**What is required**
Each entry needs to be given again, character for character.

**Information supplied**
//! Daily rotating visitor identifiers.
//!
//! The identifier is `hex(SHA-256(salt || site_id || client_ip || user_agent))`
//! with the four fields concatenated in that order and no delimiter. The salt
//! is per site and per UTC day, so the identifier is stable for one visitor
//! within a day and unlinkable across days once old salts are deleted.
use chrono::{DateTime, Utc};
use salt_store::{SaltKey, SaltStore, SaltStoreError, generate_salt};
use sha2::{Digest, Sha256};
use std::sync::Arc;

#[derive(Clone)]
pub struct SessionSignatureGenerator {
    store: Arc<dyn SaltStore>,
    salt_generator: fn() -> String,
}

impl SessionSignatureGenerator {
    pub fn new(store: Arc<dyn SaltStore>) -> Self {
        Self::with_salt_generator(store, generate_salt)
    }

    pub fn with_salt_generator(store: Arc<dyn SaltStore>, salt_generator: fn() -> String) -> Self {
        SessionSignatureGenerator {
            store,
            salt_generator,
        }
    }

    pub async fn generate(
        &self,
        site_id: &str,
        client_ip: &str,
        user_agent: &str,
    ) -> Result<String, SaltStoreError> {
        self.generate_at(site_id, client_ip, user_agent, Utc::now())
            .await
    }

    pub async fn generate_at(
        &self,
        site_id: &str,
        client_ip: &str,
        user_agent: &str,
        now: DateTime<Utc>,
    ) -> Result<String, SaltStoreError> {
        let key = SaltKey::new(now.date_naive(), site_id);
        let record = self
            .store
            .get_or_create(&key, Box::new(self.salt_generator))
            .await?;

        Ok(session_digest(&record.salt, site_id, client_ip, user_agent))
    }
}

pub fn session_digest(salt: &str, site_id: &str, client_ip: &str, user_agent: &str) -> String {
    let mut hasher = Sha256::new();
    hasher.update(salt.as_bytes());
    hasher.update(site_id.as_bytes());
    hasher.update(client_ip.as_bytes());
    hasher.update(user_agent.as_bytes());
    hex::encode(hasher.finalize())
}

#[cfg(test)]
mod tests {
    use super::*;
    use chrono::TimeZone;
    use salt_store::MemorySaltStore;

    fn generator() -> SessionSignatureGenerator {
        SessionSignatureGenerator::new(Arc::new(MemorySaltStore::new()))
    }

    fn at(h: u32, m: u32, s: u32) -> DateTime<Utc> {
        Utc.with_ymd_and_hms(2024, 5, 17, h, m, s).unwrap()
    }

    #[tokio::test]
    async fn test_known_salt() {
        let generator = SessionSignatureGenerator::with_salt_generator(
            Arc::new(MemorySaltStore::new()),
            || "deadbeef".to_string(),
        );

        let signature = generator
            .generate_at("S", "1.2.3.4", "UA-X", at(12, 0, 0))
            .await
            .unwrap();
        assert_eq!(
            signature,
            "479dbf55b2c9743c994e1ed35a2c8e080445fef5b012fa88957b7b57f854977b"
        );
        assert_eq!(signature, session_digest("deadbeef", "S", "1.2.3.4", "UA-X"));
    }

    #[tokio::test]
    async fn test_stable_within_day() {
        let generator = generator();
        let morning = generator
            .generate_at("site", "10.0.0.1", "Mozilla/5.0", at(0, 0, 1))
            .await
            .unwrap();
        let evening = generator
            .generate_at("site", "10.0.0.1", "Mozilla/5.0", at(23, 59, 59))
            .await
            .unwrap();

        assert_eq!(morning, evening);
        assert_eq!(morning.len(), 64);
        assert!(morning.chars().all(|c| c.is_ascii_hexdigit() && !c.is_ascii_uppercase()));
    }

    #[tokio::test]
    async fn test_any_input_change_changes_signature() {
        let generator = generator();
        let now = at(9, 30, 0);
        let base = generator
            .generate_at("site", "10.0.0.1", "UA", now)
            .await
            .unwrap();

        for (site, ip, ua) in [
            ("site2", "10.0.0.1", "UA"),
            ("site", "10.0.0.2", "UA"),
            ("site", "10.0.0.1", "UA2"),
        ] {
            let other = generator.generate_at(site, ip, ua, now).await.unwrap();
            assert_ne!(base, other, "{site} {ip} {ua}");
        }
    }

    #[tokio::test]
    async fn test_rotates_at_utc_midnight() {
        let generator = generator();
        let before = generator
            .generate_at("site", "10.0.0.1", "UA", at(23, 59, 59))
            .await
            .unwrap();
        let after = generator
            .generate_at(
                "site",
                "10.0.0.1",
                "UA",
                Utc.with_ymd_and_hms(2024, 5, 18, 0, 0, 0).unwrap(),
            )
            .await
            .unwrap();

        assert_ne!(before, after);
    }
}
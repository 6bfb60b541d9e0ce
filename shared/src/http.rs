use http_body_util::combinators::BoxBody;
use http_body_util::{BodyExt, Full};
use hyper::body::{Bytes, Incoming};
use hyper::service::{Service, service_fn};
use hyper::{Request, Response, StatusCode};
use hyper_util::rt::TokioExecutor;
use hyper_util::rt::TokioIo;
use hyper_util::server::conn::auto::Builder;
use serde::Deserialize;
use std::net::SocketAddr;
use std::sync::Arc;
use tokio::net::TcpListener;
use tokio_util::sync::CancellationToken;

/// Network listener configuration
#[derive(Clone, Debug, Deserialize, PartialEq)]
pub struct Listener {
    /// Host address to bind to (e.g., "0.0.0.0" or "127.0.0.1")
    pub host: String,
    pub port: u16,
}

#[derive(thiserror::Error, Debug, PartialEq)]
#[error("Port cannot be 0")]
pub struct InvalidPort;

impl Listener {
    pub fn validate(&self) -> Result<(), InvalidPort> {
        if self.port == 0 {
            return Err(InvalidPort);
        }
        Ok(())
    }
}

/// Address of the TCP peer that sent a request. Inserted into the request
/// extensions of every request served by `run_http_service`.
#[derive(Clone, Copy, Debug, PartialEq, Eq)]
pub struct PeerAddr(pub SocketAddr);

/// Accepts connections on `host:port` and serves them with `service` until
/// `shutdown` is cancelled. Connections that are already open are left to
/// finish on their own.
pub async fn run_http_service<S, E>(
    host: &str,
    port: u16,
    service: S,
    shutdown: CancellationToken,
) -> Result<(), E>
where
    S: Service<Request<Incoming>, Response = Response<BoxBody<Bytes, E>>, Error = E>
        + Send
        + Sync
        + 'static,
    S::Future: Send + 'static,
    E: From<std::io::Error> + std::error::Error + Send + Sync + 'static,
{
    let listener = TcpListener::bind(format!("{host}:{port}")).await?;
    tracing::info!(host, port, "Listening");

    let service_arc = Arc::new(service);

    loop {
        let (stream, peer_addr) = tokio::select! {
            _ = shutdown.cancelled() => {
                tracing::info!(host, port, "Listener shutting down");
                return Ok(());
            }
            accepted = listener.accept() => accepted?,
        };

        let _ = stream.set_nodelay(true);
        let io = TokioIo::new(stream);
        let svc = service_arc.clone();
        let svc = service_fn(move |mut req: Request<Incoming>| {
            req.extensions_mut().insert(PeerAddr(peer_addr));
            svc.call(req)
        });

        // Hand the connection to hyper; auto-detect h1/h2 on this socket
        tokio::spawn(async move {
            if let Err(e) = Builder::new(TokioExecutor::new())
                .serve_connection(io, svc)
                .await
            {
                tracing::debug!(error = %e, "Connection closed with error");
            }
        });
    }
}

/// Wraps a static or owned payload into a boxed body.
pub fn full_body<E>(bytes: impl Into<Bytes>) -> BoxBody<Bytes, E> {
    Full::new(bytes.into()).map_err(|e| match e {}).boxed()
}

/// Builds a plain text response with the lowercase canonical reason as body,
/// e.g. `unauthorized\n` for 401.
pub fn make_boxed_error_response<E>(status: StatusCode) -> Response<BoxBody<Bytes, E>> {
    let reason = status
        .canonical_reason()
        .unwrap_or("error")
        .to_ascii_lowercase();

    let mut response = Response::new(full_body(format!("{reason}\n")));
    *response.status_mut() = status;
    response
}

**Result of the task**
//! Daily rotating visitor identifiers.
//!
//! The identifier is `hex(SHA-256(salt || site_id || client_ip || user_agent))`
//! with the four fields concatenated in that order and no delimiter. The salt
//! is per site and per UTC day, so the identifier is stable for one visitor
//! within a day and unlinkable across days once old salts are deleted.
use chrono::{DateTime, Utc};
use salt_store::{SaltKey, SaltStore, SaltStoreError, generate_salt};
use sha2::{Digest, Sha256};
use std::sync::Arc;

#[derive(Clone)]
pub struct SessionSignatureGenerator {
    store: Arc<dyn SaltStore>,
    salt_generator: fn() -> String,
}

impl SessionSignatureGenerator {
    pub fn new(store: Arc<dyn SaltStore>) -> Self {
        Self::with_salt_generator(store, generate_salt)
    }

    pub fn with_salt_generator(store: Arc<dyn SaltStore>, salt_generator: fn() -> String) -> Self {
        SessionSignatureGenerator {
            store,
            salt_generator,
        }
    }

    pub async fn generate(
        &self,
        site_id: &str,
        client_ip: &str,
        user_agent: &str,
    ) -> Result<String, SaltStoreError> {
        self.generate_at(site_id, client_ip, user_agent, Utc::now())
            .await
    }

    pub async fn generate_at(
        &self,
        site_id: &str,
        client_ip: &str,
        user_agent: &str,
        now: DateTime<Utc>,
    ) -> Result<String, SaltStoreError> {
        let key = SaltKey::new(now.date_naive(), site_id);
        let record = self
            .store
            .get_or_create(&key, Box::new(self.salt_generator))
            .await?;

        Ok(session_digest(&record.salt, site_id, client_ip, user_agent))
    }
}

pub fn session_digest(salt: &str, site_id: &str, client_ip: &str, user_agent: &str) -> String {
    let mut hasher = Sha256::new();
    hasher.update(salt.as_bytes());
    hasher.update(site_id.as_bytes());
    hasher.update(client_ip.as_bytes());
    hasher.update(user_agent.as_bytes());
    hex::encode(hasher.finalize())
}

#[cfg(test)]
mod tests {
    use super::*;
    use chrono::TimeZone;
    use salt_store::MemorySaltStore;

    fn generator() -> SessionSignatureGenerator {
        SessionSignatureGenerator::new(Arc::new(MemorySaltStore::new()))
    }

    fn at(h: u32, m: u32, s: u32) -> DateTime<Utc> {
        Utc.with_ymd_and_hms(2024, 5, 17, h, m, s).unwrap()
    }

    #[tokio::test]
    async fn test_known_salt() {
        let generator = SessionSignatureGenerator::with_salt_generator(
            Arc::new(MemorySaltStore::new()),
            || "deadbeef".to_string(),
        );

        let signature = generator
            .generate_at("S", "1.2.3.4", "UA-X", at(12, 0, 0))
            .await
            .unwrap();
        assert_eq!(
            signature,
            "479dbf55b2c9743c994e1ed35a2c8e080445fef5b012fa88957b7b57f854977b"
        );
        assert_eq!(signature, session_digest("deadbeef", "S", "1.2.3.4", "UA-X"));
    }

    #[tokio::test]
    async fn test_stable_within_day() {
        let generator = generator();
        let morning = generator
            .generate_at("site", "10.0.0.1", "Mozilla/5.0", at(0, 0, 1))
            .await
            .unwrap();
        let evening = generator
            .generate_at("site", "10.0.0.1", "Mozilla/5.0", at(23, 59, 59))
            .await
            .unwrap();

        assert_eq!(morning, evening);
        assert_eq!(morning.len(), 64);
        assert!(morning.chars().all(|c| c.is_ascii_hexdigit() && !c.is_ascii_uppercase()));
    }

    #[tokio::test]
    async fn test_any_input_change_changes_signature() {
        let generator = generator();
        let now = at(9, 30, 0);
        let base = generator
            .generate_at("site", "10.0.0.1", "UA", now)
            .await
            .unwrap();

        for (site, ip, ua) in [
            ("site2", "10.0.0.1", "UA"),
            ("site", "10.0.0.2", "UA"),
            ("site", "10.0.0.1", "UA2"),
        ] {
            let other = generator.generate_at(site, ip, ua, now).await.unwrap();
            assert_ne!(base, other, "{site} {ip} {ua}");
        }
    }

    #[tokio::test]
    async fn test_rotates_at_utc_midnight() {
        let generator = generator();
        let before = generator
            .generate_at("site", "10.0.0.1", "UA", at(23, 59, 59))
            .await
            .unwrap();
        let after = generator
            .generate_at(
                "site",
                "10.0.0.1",
                "UA",
                Utc.with_ymd_and_hms(2024, 5, 18, 0, 0, 0).unwrap(),
            )
            .await
            .unwrap();

        assert_ne!(before, after);
    }
}
repository 6bfb60b541d9e0ce
filename shared/src/http.rs
use http_body_util::combinators::BoxBody;
use http_body_util::{BodyExt, Full};
use hyper::body::{Bytes, Incoming};
use hyper::service::{Service, service_fn};
use hyper::{Request, Response, StatusCode};
use hyper_util::rt::TokioExecutor;
use hyper_util::rt::TokioIo;
use hyper_util::server::conn::auto::Builder;
use serde::Deserialize;
use std::net::SocketAddr;
use std::sync::Arc;
use tokio::net::TcpListener;
use tokio_util::sync::CancellationToken;

/// Network listener configuration
#[derive(Clone, Debug, Deserialize, PartialEq)]
pub struct Listener {
    /// Host address to bind to (e.g., "0.0.0.0" or "127.0.0.1")
    pub host: String,
    pub port: u16,
}

#[derive(thiserror::Error, Debug, PartialEq)]
#[error("Port cannot be 0")]
pub struct InvalidPort;

impl Listener {
    pub fn validate(&self) -> Result<(), InvalidPort> {
        if self.port == 0 {
            return Err(InvalidPort);
        }
        Ok(())
    }
}

/// Address of the TCP peer that sent a request. Inserted into the request
/// extensions of every request served by `run_http_service`.
#[derive(Clone, Copy, Debug, PartialEq, Eq)]
pub struct PeerAddr(pub SocketAddr);

/// Accepts connections on `host:port` and serves them with `service` until
/// `shutdown` is cancelled. Connections that are already open are left to
/// finish on their own.
pub async fn run_http_service<S, E>(
    host: &str,
    port: u16,
    service: S,
    shutdown: CancellationToken,
) -> Result<(), E>
where
    S: Service<Request<Incoming>, Response = Response<BoxBody<Bytes, E>>, Error = E>
        + Send
        + Sync
        + 'static,
    S::Future: Send + 'static,
    E: From<std::io::Error> + std::error::Error + Send + Sync + 'static,
{
    let listener = TcpListener::bind(format!("{host}:{port}")).await?;
    tracing::info!(host, port, "Listening");

    let service_arc = Arc::new(service);

    loop {
        let (stream, peer_addr) = tokio::select! {
            _ = shutdown.cancelled() => {
                tracing::info!(host, port, "Listener shutting down");
                return Ok(());
            }
            accepted = listener.accept() => accepted?,
        };

        let _ = stream.set_nodelay(true);
        let io = TokioIo::new(stream);
        let svc = service_arc.clone();
        let svc = service_fn(move |mut req: Request<Incoming>| {
            req.extensions_mut().insert(PeerAddr(peer_addr));
            svc.call(req)
        });

        // Hand the connection to hyper; auto-detect h1/h2 on this socket
        tokio::spawn(async move {
            if let Err(e) = Builder::new(TokioExecutor::new())
                .serve_connection(io, svc)
                .await
            {
                tracing::debug!(error = %e, "Connection closed with error");
            }
        });
    }
}

/// Wraps a static or owned payload into a boxed body.
pub fn full_body<E>(bytes: impl Into<Bytes>) -> BoxBody<Bytes, E> {
    Full::new(bytes.into()).map_err(|e| match e {}).boxed()
}

/// Builds a plain text response with the lowercase canonical reason as body,
/// e.g. `unauthorized\n` for 401.
pub fn make_boxed_error_response<E>(status: StatusCode) -> Response<BoxBody<Bytes, E>> {
    let reason = status
        .canonical_reason()
        .unwrap_or("error")
        .to_ascii_lowercase();

    let mut response = Response::new(full_body(format!("{reason}\n")));
    *response.status_mut() = status;
    response
}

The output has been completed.